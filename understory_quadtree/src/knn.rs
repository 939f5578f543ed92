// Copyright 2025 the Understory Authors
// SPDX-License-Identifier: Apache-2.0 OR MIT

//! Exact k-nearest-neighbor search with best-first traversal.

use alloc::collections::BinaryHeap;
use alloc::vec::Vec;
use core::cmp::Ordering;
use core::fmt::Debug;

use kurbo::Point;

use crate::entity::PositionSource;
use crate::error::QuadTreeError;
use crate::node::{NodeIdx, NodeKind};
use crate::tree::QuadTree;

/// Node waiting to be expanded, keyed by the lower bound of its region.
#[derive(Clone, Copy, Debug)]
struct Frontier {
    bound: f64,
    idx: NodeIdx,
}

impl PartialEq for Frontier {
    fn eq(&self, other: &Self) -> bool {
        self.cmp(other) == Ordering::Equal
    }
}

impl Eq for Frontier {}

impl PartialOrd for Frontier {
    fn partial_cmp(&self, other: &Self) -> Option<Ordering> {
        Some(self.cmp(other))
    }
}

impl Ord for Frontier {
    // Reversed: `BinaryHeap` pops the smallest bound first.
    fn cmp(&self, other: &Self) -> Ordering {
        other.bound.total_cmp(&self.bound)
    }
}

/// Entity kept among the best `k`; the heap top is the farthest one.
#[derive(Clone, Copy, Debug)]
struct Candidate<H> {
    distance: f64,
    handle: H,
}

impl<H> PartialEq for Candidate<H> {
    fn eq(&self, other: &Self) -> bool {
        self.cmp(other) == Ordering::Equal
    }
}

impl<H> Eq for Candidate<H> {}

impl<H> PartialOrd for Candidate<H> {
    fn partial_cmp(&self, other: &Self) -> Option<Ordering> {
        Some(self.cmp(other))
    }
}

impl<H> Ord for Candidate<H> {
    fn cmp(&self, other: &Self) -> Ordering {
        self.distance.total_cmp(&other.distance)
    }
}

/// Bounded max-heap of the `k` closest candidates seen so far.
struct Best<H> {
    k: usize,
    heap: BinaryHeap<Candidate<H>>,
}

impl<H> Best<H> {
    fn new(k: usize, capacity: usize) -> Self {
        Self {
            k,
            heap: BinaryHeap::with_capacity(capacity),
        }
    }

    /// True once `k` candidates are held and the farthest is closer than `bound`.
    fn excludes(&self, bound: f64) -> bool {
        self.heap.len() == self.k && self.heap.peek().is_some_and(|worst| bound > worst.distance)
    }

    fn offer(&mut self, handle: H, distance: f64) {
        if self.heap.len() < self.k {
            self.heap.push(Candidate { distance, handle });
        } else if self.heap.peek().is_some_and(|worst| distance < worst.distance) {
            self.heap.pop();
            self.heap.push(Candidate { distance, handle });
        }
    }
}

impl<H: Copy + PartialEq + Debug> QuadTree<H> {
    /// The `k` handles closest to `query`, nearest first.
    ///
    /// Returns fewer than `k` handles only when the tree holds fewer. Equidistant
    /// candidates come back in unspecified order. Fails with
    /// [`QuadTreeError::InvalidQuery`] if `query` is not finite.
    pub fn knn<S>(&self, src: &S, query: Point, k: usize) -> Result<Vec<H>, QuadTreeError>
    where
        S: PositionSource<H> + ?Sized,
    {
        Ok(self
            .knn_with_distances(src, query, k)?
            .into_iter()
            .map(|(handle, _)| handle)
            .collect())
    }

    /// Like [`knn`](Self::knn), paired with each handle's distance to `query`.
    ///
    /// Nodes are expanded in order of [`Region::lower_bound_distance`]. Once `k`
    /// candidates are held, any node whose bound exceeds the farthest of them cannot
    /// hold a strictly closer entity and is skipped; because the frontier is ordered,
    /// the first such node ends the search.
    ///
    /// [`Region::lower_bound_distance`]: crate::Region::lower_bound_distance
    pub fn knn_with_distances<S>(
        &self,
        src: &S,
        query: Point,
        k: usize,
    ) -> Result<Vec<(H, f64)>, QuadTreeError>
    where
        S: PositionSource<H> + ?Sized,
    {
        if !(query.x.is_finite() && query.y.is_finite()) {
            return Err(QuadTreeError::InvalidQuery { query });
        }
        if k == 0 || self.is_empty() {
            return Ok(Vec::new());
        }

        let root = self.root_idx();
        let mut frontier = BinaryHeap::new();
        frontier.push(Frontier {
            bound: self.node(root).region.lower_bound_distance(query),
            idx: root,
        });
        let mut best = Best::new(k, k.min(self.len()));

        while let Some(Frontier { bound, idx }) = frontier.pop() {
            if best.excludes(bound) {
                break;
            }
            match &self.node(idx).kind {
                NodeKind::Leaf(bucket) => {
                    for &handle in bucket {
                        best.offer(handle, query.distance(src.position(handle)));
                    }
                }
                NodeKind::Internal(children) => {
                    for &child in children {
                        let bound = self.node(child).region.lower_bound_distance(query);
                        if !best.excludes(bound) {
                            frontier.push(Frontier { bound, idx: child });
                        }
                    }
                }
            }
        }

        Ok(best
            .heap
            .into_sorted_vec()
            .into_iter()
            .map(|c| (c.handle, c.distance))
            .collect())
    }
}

────────────────────

The records above must be repeated exactly, in their entirety.

filename understory_quadtree/src/knn.rs
repository 939f5578f543ed92
// Copyright 2025 the Understory Authors
// SPDX-License-Identifier: Apache-2.0 OR MIT

//! Exact k-nearest-neighbor search with best-first traversal.

use alloc::collections::BinaryHeap;
use alloc::vec::Vec;
use core::cmp::Ordering;
use core::fmt::Debug;

use kurbo::Point;

use crate::entity::PositionSource;
use crate::error::QuadTreeError;
use crate::node::{NodeIdx, NodeKind};
use crate::tree::QuadTree;

/// Node waiting to be expanded, keyed by the lower bound of its region.
#[derive(Clone, Copy, Debug)]
struct Frontier {
    bound: f64,
    idx: NodeIdx,
}

impl PartialEq for Frontier {
    fn eq(&self, other: &Self) -> bool {
        self.cmp(other) == Ordering::Equal
    }
}

impl Eq for Frontier {}

impl PartialOrd for Frontier {
    fn partial_cmp(&self, other: &Self) -> Option<Ordering> {
        Some(self.cmp(other))
    }
}

impl Ord for Frontier {
    // Reversed: `BinaryHeap` pops the smallest bound first.
    fn cmp(&self, other: &Self) -> Ordering {
        other.bound.total_cmp(&self.bound)
    }
}

/// Entity kept among the best `k`; the heap top is the farthest one.
#[derive(Clone, Copy, Debug)]
struct Candidate<H> {
    distance: f64,
    handle: H,
}

impl<H> PartialEq for Candidate<H> {
    fn eq(&self, other: &Self) -> bool {
        self.cmp(other) == Ordering::Equal
    }
}

impl<H> Eq for Candidate<H> {}

impl<H> PartialOrd for Candidate<H> {
    fn partial_cmp(&self, other: &Self) -> Option<Ordering> {
        Some(self.cmp(other))
    }
}

impl<H> Ord for Candidate<H> {
    fn cmp(&self, other: &Self) -> Ordering {
        self.distance.total_cmp(&other.distance)
    }
}

/// Bounded max-heap of the `k` closest candidates seen so far.
struct Best<H> {
    k: usize,
    heap: BinaryHeap<Candidate<H>>,
}

impl<H> Best<H> {
    fn new(k: usize, capacity: usize) -> Self {
        Self {
            k,
            heap: BinaryHeap::with_capacity(capacity),
        }
    }

    /// True once `k` candidates are held and the farthest is closer than `bound`.
    fn excludes(&self, bound: f64) -> bool {
        self.heap.len() == self.k && self.heap.peek().is_some_and(|worst| bound > worst.distance)
    }

    fn offer(&mut self, handle: H, distance: f64) {
        if self.heap.len() < self.k {
            self.heap.push(Candidate { distance, handle });
        } else if self.heap.peek().is_some_and(|worst| distance < worst.distance) {
            self.heap.pop();
            self.heap.push(Candidate { distance, handle });
        }
    }
}

impl<H: Copy + PartialEq + Debug> QuadTree<H> {
    /// The `k` handles closest to `query`, nearest first.
    ///
    /// Returns fewer than `k` handles only when the tree holds fewer. Equidistant
    /// candidates come back in unspecified order. Fails with
    /// [`QuadTreeError::InvalidQuery`] if `query` is not finite.
    pub fn knn<S>(&self, src: &S, query: Point, k: usize) -> Result<Vec<H>, QuadTreeError>
    where
        S: PositionSource<H> + ?Sized,
    {
        Ok(self
            .knn_with_distances(src, query, k)?
            .into_iter()
            .map(|(handle, _)| handle)
            .collect())
    }

    /// Like [`knn`](Self::knn), paired with each handle's distance to `query`.
    ///
    /// Nodes are expanded in order of [`Region::lower_bound_distance`]. Once `k`
    /// candidates are held, any node whose bound exceeds the farthest of them cannot
    /// hold a strictly closer entity and is skipped; because the frontier is ordered,
    /// the first such node ends the search.
    ///
    /// [`Region::lower_bound_distance`]: crate::Region::lower_bound_distance
    pub fn knn_with_distances<S>(
        &self,
        src: &S,
        query: Point,
        k: usize,
    ) -> Result<Vec<(H, f64)>, QuadTreeError>
    where
        S: PositionSource<H> + ?Sized,
    {
        if !(query.x.is_finite() && query.y.is_finite()) {
            return Err(QuadTreeError::InvalidQuery { query });
        }
        if k == 0 || self.is_empty() {
            return Ok(Vec::new());
        }

        let root = self.root_idx();
        let mut frontier = BinaryHeap::new();
        frontier.push(Frontier {
            bound: self.node(root).region.lower_bound_distance(query),
            idx: root,
        });
        let mut best = Best::new(k, k.min(self.len()));

        while let Some(Frontier { bound, idx }) = frontier.pop() {
            if best.excludes(bound) {
                break;
            }
            match &self.node(idx).kind {
                NodeKind::Leaf(bucket) => {
                    for &handle in bucket {
                        best.offer(handle, query.distance(src.position(handle)));
                    }
                }
                NodeKind::Internal(children) => {
                    for &child in children {
                        let bound = self.node(child).region.lower_bound_distance(query);
                        if !best.excludes(bound) {
                            frontier.push(Frontier { bound, idx: child });
                        }
                    }
                }
            }
        }

        Ok(best
            .heap
            .into_sorted_vec()
            .into_iter()
            .map(|c| (c.handle, c.distance))
            .collect())
    }
}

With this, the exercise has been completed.